Si l'idée d'un album de reprises était dans l'air depuis une quinzaine d'années, "Vise le ciel" est né d'une panne d'inspiration.
"Quand j'ai regardé en janvier l'état d'avancée de mon album de chansons personnelles, j'ai compris que mon inspiration était dans un creux, je faisais du surplace. J'ai donc sorti un grand livre de chansons de Dylan et j'ai pioché dedans", explique Francis Cabrel.
En France, l'ombre d'Hugues Aufray plane sur l'oeuvre de Dylan. Ami et grand admirateur du musicien américain, il a consacré une partie de sa carrière à adapter ses chansons.
Francis Cabrel est volontairement resté à l'écart de la plupart des grands succès de Dylan popularisés en France par l'auteur de "Santiano".
Car le chanteur d'Astaffort, qui a appris l'anglais en écoutant Dylan, a décidé de s'attaquer à son tour à la rude tâche de traduire en français les textes du mythique "songwriter".
Fluidité
Les puristes s'amuseront à relever les nuances dans les deux seules chansons de "Vise le ciel" également traduites par Aufray. Comme "Just like a woman, "Tout comme une vraie femme" dans la version Aufray, "Comme une femme" dans la version Cabrel.
Pour son album, Cabrel a déniché des chansons sur des enregistrements pirates comme "Mighty Quinn", "You ain't going nowhere" ou "Blind Willie McTell", mais aussi choisi des classiques comme "It's all over now, Baby Blue" ou "I want you".
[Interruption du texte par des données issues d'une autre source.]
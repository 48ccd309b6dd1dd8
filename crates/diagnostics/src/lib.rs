// SPDX-FileCopyrightText: 2025 Caspar Water Company
//
// SPDX-License-Identifier: Apache-2.0

//! Logging for the objproxy workspace
//!
//! Usage:
//! - Set OBJPROXY_LOG=off (default) - no logs
//! - Set OBJPROXY_LOG=info - fetches, uploads and discarded edits
//! - Set OBJPROXY_LOG=debug - overlay and cache decisions

use std::str::FromStr;
use std::sync::Once;

// Re-export emit so macros can use it
pub use emit;

/// Environment variable consulted by [`init_diagnostics`].
pub const LOG_ENV: &str = "OBJPROXY_LOG";

static INIT: Once = Once::new();

/// Minimum level written to stderr.
#[derive(Debug, Clone, Copy, PartialEq, Eq)]
pub enum LogLevel {
    Off,
    Error,
    Warn,
    Info,
    Debug,
}

/// Returned when a level name is not one of off, error, warn, info, debug.
#[derive(Debug, Clone, PartialEq, Eq)]
pub struct UnknownLevel(pub String);

impl std::fmt::Display for UnknownLevel {
    fn fmt(&self, f: &mut std::fmt::Formatter<'_>) -> std::fmt::Result {
        write!(f, "unknown log level '{}'", self.0)
    }
}

impl std::error::Error for UnknownLevel {}

impl FromStr for LogLevel {
    type Err = UnknownLevel;

    fn from_str(s: &str) -> Result<Self, Self::Err> {
        match s.trim().to_ascii_lowercase().as_str() {
            "off" | "" => Ok(LogLevel::Off),
            "error" => Ok(LogLevel::Error),
            "warn" => Ok(LogLevel::Warn),
            "info" => Ok(LogLevel::Info),
            "debug" => Ok(LogLevel::Debug),
            _ => Err(UnknownLevel(s.to_string())),
        }
    }
}

impl LogLevel {
    fn filter(self) -> Option<emit::Level> {
        match self {
            LogLevel::Off => None,
            LogLevel::Error => Some(emit::Level::Error),
            LogLevel::Warn => Some(emit::Level::Warn),
            LogLevel::Info => Some(emit::Level::Info),
            LogLevel::Debug => Some(emit::Level::Debug),
        }
    }
}

/// Initialize diagnostics from the OBJPROXY_LOG environment variable.
///
/// Safe to call multiple times; only the first call (of this or
/// [`init_with_level`]) has any effect. An unrecognized value falls back to
/// `info`.
pub fn init_diagnostics() {
    let raw = std::env::var(LOG_ENV).ok();
    let (level, unknown) = env_level(raw.as_deref());
    init_with_level(level);
    if let Some(UnknownLevel(raw)) = unknown {
        emit::warn!("Unknown {env} value '{raw}', using 'info'", env: LOG_ENV, raw: raw);
    }
}

/// Level selected by an OBJPROXY_LOG value. Unset means off; an unknown name
/// selects info and is returned so the caller can report it.
fn env_level(raw: Option<&str>) -> (LogLevel, Option<UnknownLevel>) {
    match raw.unwrap_or("off").parse::<LogLevel>() {
        Ok(level) => (level, None),
        Err(unknown) => (LogLevel::Info, Some(unknown)),
    }
}

/// Initialize diagnostics with an explicit minimum level.
pub fn init_with_level(level: LogLevel) {
    INIT.call_once(|| {
        let Some(min) = level.filter() else {
            return;
        };
        let rt = emit::setup()
            .emit_to(emit_term::stderr())
            .emit_when(emit::level::min_filter(min))
            .init();

        // The runtime must outlive every emitter; keep it for the process lifetime.
        std::mem::forget(rt);
    });
}

/// Log basic operations (uploads, fetches, reconciles).
#[macro_export]
macro_rules! log_info {
    ($($arg:tt)*) => {
        $crate::emit::info!($($arg)*)
    };
}

/// Log detailed diagnostics (overlay merges, cache hits).
#[macro_export]
macro_rules! log_debug {
    ($($arg:tt)*) => {
        $crate::emit::debug!($($arg)*)
    };
}

/// Log recoverable problems.
#[macro_export]
macro_rules! log_warn {
    ($($arg:tt)*) => {
        $crate::emit::warn!($($arg)*)
    };
}

/// Log failures surfaced to callers.
#[macro_export]
macro_rules! log_error {
    ($($arg:tt)*) => {
        $crate::emit::error!($($arg)*)
    };
}

#[macro_export]
macro_rules! info {
    ($($arg:tt)*) => {
        $crate::emit::info!($($arg)*)
    };
}

#[macro_export]
macro_rules! debug {
    ($($arg:tt)*) => {
        $crate::emit::debug!($($arg)*)
    };
}

#[macro_export]
macro_rules! warn {
    ($($arg:tt)*) => {
        $crate::emit::warn!($($arg)*)
    };
}

/// Using "error" instead of "fatal" for consistency with emit-rs
#[macro_export]
macro_rules! error {
    ($($arg:tt)*) => {
        $crate::emit::error!($($arg)*)
    };
}

/// Re-export the init function for convenience
pub use init_diagnostics as init;

#[cfg(test)]
mod tests {
    use super::*;

    #[test]
    fn test_init_is_safe_to_call_multiple_times() {
        init_with_level(LogLevel::Off);
        init_diagnostics();
        init_with_level(LogLevel::Debug);
    }

    #[test]
    fn test_parse_levels() {
        assert_eq!("debug".parse::<LogLevel>(), Ok(LogLevel::Debug));
        assert_eq!(" WARN ".parse::<LogLevel>(), Ok(LogLevel::Warn));
        assert_eq!("".parse::<LogLevel>(), Ok(LogLevel::Off));
        assert_eq!(
            "verbose".parse::<LogLevel>(),
            Err(UnknownLevel("verbose".to_string()))
        );
    }

    #[test]
    fn test_env_level_fallback() {
        assert_eq!(env_level(None), (LogLevel::Off, None));
        assert_eq!(env_level(Some("debug")), (LogLevel::Debug, None));
        assert_eq!(
            env_level(Some("loud")),
            (LogLevel::Info, Some(UnknownLevel("loud".to_string())))
        );
    }

    #[test]
    fn test_macros_compile() {
        log_info!("Test message");
        log_debug!("Debug message with {value}", value: 42);
        log_warn!("Warning message");
        log_error!("Error message");

        info!("Test message");
        debug!("Debug message with {value}", value: 42);
        warn!("Warning message");
        error!("Error message");
    }

    #[test]
    fn test_macros_take_local_properties() {
        let name = "obj";
        let size = 42u64;
        debug!("Fetched {name} ({size} bytes)", name: name, size: size);
        warn!("Retrying {name}", name: name);
    }
}
// SPDX-FileCopyrightText: 2025 Caspar Water Company
//
// SPDX-License-Identifier: Apache-2.0

use crate::error::Result;
use crate::generation::{Generation, ObjectRecord};
use async_trait::async_trait;
use bytes::Bytes;

/// The generation-versioned object store a proxy object reads and writes.
///
/// Transport, authentication and retry belong to implementations; the proxy
/// only needs whole-object reads of a given generation and unconditional
/// whole-object replacement.
#[async_trait]
pub trait Bucket: Send + Sync {
    /// Identity of the bucket, for logging.
    fn bucket_name(&self) -> &str;

    /// Read the full content of `name` as of `generation`.
    ///
    /// Fails with `Error::GenerationNotFound` when that generation has been
    /// replaced or deleted.
    async fn fetch_content(&self, name: &str, generation: Generation) -> Result<Bytes>;

    /// Atomically replace `name` with `content`, creating a new generation.
    ///
    /// Unconditional: whatever generation currently exists is clobbered. The
    /// returned generation is newer than any generation this bucket has
    /// issued before.
    async fn create_generation(&self, name: &str, content: Bytes) -> Result<ObjectRecord>;

    /// Look up the latest generation of `name`, if the object exists.
    async fn stat_object(&self, name: &str) -> Result<Option<ObjectRecord>>;
}
//! Services that own link state and drive the service protocols.

pub mod link_synchronizer;
pub mod redirect_resolver;
pub mod stats_service;

pub use link_synchronizer::{LinkSynchronizer, filter_links};
pub use redirect_resolver::{
    DEFAULT_GRACE_DELAY, NOT_FOUND_ACTIONS, NotFoundAction, RedirectResolver, ResolveState,
    Resolution,
};
pub use stats_service::{LinkStats, StatsOutcome, StatsService, short_url};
"Dylan surcharge d'images, il condense un maximum. Dans une même phrase, il peut y avoir cinq ou six images fortes et le français ne permet pas la même compression que l'anglais. La leçon que donne Dylan dans son écriture est celle de la fluidité et de la rime intelligente perpétuellement rebondissante. J'ai privilégié cette fluidité à la traduction ultra précise", explique-t-il.
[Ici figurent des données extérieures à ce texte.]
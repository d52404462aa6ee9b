//! `reqwest` implementation of [`LinkRepository`].

use crate::domain::entities::{Link, NewLink};
use crate::domain::repositories::{CreateOutcome, DeleteOutcome, LinkRepository, Lookup};
use crate::error::FetchError;
use async_trait::async_trait;
use reqwest::{Client, Response, StatusCode};
use serde_json::Value;
use std::time::Duration;
use tracing::{debug, warn};
use url::Url;

/// Link service client over HTTP.
///
/// # Endpoints
///
/// - `GET    {base}/api/links`
/// - `GET    {base}/api/links/{code}`
/// - `POST   {base}/api/links`
/// - `DELETE {base}/api/links/{code}`
///
/// Codes are sent as a single percent-encoded path segment.
#[derive(Debug, Clone)]
pub struct HttpLinkRepository {
    client: Client,
    links_url: Url,
}

impl HttpLinkRepository {
    /// Creates a client for the service at `api_base` with a per-request timeout.
    ///
    /// # Errors
    ///
    /// Returns [`FetchError::Network`] if `api_base` cannot carry a path
    /// (e.g. `mailto:`) or the HTTP client cannot be built.
    pub fn new(api_base: &Url, timeout: Duration) -> Result<Self, FetchError> {
        let client = Client::builder().timeout(timeout).build()?;
        Self::with_client(client, api_base)
    }

    /// Creates a repository around an existing `reqwest` client.
    ///
    /// # Errors
    ///
    /// Returns [`FetchError::Network`] if `api_base` cannot carry a path.
    pub fn with_client(client: Client, api_base: &Url) -> Result<Self, FetchError> {
        let mut links_url = api_base.clone();
        links_url
            .path_segments_mut()
            .map_err(|_| FetchError::Network(format!("{api_base} cannot be used as an API base")))?
            .pop_if_empty()
            .extend(["api", "links"]);

        Ok(Self { client, links_url })
    }

    fn link_url(&self, code: &str) -> Url {
        let mut url = self.links_url.clone();
        // links_url was built through path_segments_mut, so it is a base URL.
        if let Ok(mut segments) = url.path_segments_mut() {
            segments.push(code);
        }
        url
    }
}

/// Pulls a human-readable message out of an error response body.
///
/// Accepts both `{"error": "..."}` and `{"error": {"message": "..."}}`.
async fn error_message(response: Response) -> Option<String> {
    let body: Value = response.json().await.ok()?;
    let error = body.get("error")?;

    error
        .as_str()
        .or_else(|| error.get("message").and_then(Value::as_str))
        .filter(|m| !m.trim().is_empty())
        .map(str::to_string)
}

async fn unexpected_status(response: Response) -> FetchError {
    let status = response.status();
    let message = error_message(response).await;
    warn!(status = status.as_u16(), ?message, "Unexpected response from link service");
    FetchError::Status {
        status: status.as_u16(),
        message,
    }
}

#[async_trait]
impl LinkRepository for HttpLinkRepository {
    async fn list(&self) -> Result<Vec<Link>, FetchError> {
        debug!(url = %self.links_url, "Listing links");

        let response = self.client.get(self.links_url.clone()).send().await?;
        if !response.status().is_success() {
            return Err(unexpected_status(response).await);
        }

        Ok(response.json().await?)
    }

    async fn get(&self, code: &str) -> Result<Lookup, FetchError> {
        debug!(code, "Fetching link");

        let response = self.client.get(self.link_url(code)).send().await?;
        match response.status() {
            StatusCode::NOT_FOUND => Ok(Lookup::NotFound),
            s if s.is_success() => Ok(Lookup::Found(response.json().await?)),
            _ => Err(unexpected_status(response).await),
        }
    }

    async fn create(&self, new_link: NewLink) -> Result<CreateOutcome, FetchError> {
        debug!(target_url = %new_link.target_url, code = ?new_link.code, "Creating link");

        let response = self
            .client
            .post(self.links_url.clone())
            .json(&new_link)
            .send()
            .await?;

        let status = response.status();
        if status == StatusCode::CONFLICT {
            return Ok(CreateOutcome::CodeConflict);
        }
        if status.is_success() {
            return Ok(CreateOutcome::Created(response.json().await?));
        }

        match error_message(response).await {
            Some(message) => {
                debug!(status = status.as_u16(), %message, "Link service rejected create");
                Ok(CreateOutcome::Rejected(message))
            }
            None => {
                warn!(status = status.as_u16(), "Create failed without explanation");
                Err(FetchError::Status {
                    status: status.as_u16(),
                    message: None,
                })
            }
        }
    }

    async fn delete(&self, code: &str) -> Result<DeleteOutcome, FetchError> {
        debug!(code, "Deleting link");

        let response = self.client.delete(self.link_url(code)).send().await?;
        match response.status() {
            StatusCode::NOT_FOUND => Ok(DeleteOutcome::AlreadyGone),
            s if s.is_success() => Ok(DeleteOutcome::Deleted),
            _ => Err(unexpected_status(response).await),
        }
    }
}
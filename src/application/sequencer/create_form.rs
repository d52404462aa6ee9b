//! Create-link form workflow.

use std::sync::{Arc, Weak};
use std::time::Duration;

use super::notifier::Notifier;
use crate::application::services::LinkSynchronizer;
use crate::domain::entities::Link;
use crate::domain::repositories::LinkRepository;
use crate::error::{CreateError, FetchError};
use crate::utils::scheduled::ScheduledTask;
use tokio::sync::Mutex;
use tracing::debug;

/// Default time the success message stays up before the form closes.
pub const DEFAULT_CLOSE_DELAY: Duration = Duration::from_secs(1);

pub const CONFLICT_MESSAGE: &str = "This code is already taken. Please choose another.";
pub const GENERIC_FAILURE_MESSAGE: &str = "Failed to create link. Please try again.";
pub const NETWORK_FAILURE_MESSAGE: &str = "Network error. Please check your connection and try again.";
pub const CREATED_TOAST: &str = "Short link created successfully!";

/// What the form currently shows.
#[derive(Debug, Clone, Default, PartialEq, Eq)]
pub struct FormState {
    pub open: bool,
    pub target_url: String,
    pub code: String,
    pub error: Option<String>,
    pub in_flight: bool,
    pub succeeded: bool,
}

/// The single outcome surfaced for one submission.
#[derive(Debug, Clone, PartialEq, Eq)]
pub enum SubmitOutcome {
    Created(Link),
    /// The custom code is taken; the form keeps the input.
    Conflict,
    /// Local validation failed or the service rejected the input.
    Invalid(String),
    /// Network or unexplained service failure.
    Failed(String),
    /// The form was closed or a submission was already in flight.
    Ignored,
}

#[derive(Debug, Default)]
struct Inner {
    state: FormState,
    close_timer: Option<ScheduledTask>,
}

impl Inner {
    fn cancel_close(&mut self) {
        if let Some(mut timer) = self.close_timer.take() {
            timer.cancel();
        }
    }
}

/// Drives one create form instance.
///
/// Only one submission is in flight at a time; submitting again meanwhile is
/// a no-op and the inputs are frozen. Every submission ends with exactly one
/// visible result: the success toast, or a message in the form's error slot.
pub struct CreateForm<R: LinkRepository> {
    synchronizer: LinkSynchronizer<R>,
    notifier: Notifier,
    inner: Arc<Mutex<Inner>>,
    close_delay: Duration,
}

impl<R: LinkRepository> CreateForm<R> {
    pub fn new(synchronizer: LinkSynchronizer<R>, notifier: Notifier) -> Self {
        Self {
            synchronizer,
            notifier,
            inner: Arc::new(Mutex::new(Inner::default())),
            close_delay: DEFAULT_CLOSE_DELAY,
        }
    }

    /// Overrides how long the success message stays before auto-close.
    pub fn with_close_delay(mut self, close_delay: Duration) -> Self {
        self.close_delay = close_delay;
        self
    }

    pub async fn state(&self) -> FormState {
        self.inner.lock().await.state.clone()
    }

    pub async fn open(&self) {
        let mut inner = self.inner.lock().await;
        inner.cancel_close();
        inner.state.open = true;
        inner.state.error = None;
        inner.state.succeeded = false;
    }

    /// Closes the form, clearing messages but keeping the draft.
    ///
    /// Returns false, leaving the form open, while a submission is in
    /// flight; its outcome is reported in the form.
    pub async fn close(&self) -> bool {
        let mut inner = self.inner.lock().await;
        if inner.state.in_flight {
            debug!("Close refused: submission in flight");
            return false;
        }
        inner.cancel_close();
        inner.state.open = false;
        inner.state.error = None;
        inner.state.succeeded = false;
        true
    }

    /// Updates the target URL. Ignored while a submission is in flight.
    pub async fn set_target_url(&self, target_url: impl Into<String>) {
        let mut inner = self.inner.lock().await;
        if !inner.state.in_flight {
            inner.state.target_url = target_url.into();
        }
    }

    /// Updates the custom code. Ignored while a submission is in flight.
    pub async fn set_code(&self, code: impl Into<String>) {
        let mut inner = self.inner.lock().await;
        if !inner.state.in_flight {
            inner.state.code = code.into();
        }
    }

    /// Submits the current draft.
    pub async fn submit(&self) -> SubmitOutcome {
        let (target_url, code) = {
            let mut inner = self.inner.lock().await;
            if !inner.state.open || inner.state.in_flight {
                debug!("Submit ignored");
                return SubmitOutcome::Ignored;
            }
            inner.cancel_close();
            inner.state.error = None;
            inner.state.succeeded = false;
            inner.state.in_flight = true;
            (inner.state.target_url.clone(), inner.state.code.clone())
        };

        let result = self.synchronizer.create(&target_url, Some(code.as_str())).await;

        let mut inner = self.inner.lock().await;
        inner.state.in_flight = false;

        let outcome = match result {
            Ok(link) => {
                inner.state.succeeded = true;
                inner.state.target_url.clear();
                inner.state.code.clear();
                inner.close_timer = Some(ScheduledTask::after(
                    self.close_delay,
                    auto_close(Arc::downgrade(&self.inner)),
                ));
                SubmitOutcome::Created(link)
            }
            Err(CreateError::Validation(e)) => SubmitOutcome::Invalid(e.to_string()),
            Err(CreateError::CodeConflict) => SubmitOutcome::Conflict,
            Err(CreateError::Rejected(message)) => SubmitOutcome::Invalid(message),
            Err(CreateError::Fetch(e)) => SubmitOutcome::Failed(failure_message(&e).to_string()),
        };

        inner.state.error = match &outcome {
            SubmitOutcome::Conflict => Some(CONFLICT_MESSAGE.to_string()),
            SubmitOutcome::Invalid(message) | SubmitOutcome::Failed(message) => Some(message.clone()),
            SubmitOutcome::Created(_) | SubmitOutcome::Ignored => None,
        };
        drop(inner);

        if matches!(outcome, SubmitOutcome::Created(_)) {
            self.notifier.success(CREATED_TOAST).await;
        }

        outcome
    }
}

fn failure_message(error: &FetchError) -> &'static str {
    match error {
        FetchError::Status { .. } => GENERIC_FAILURE_MESSAGE,
        FetchError::Network(_) | FetchError::Decode(_) => NETWORK_FAILURE_MESSAGE,
    }
}

/// Closes the form after a success, unless something reopened it meanwhile.
async fn auto_close(inner: Weak<Mutex<Inner>>) {
    let Some(inner) = inner.upgrade() else {
        return;
    };

    let mut inner = inner.lock().await;
    if inner.state.succeeded {
        debug!("Create form auto-closed");
        inner.state.open = false;
        inner.state.succeeded = false;
    }
}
Si elles n'ont rien de révolutionnaire, ces nouvelles versions font la synthèse entre la personnalité de Dylan et celle de Cabrel, entre le folk et la chanson française.
Avec sa voix chantante et ses arrangements feutrés, Cabrel emmène de la douceur et du rythme là où Dylan est plus grinçant, mais aussi plus percutant.
"Vise le ciel" a en tout cas permis à Cabrel de retrouver l'inspiration.
"Pendant quatre ou cinq mois, je me suis changé les idées en me plongeant avec un microscope dans l'écriture de quelqu'un d'autre. Quand je suis sorti de là, j'ai recommencé à écrire, comme si une vanne s'était ouverte", confie-t-il.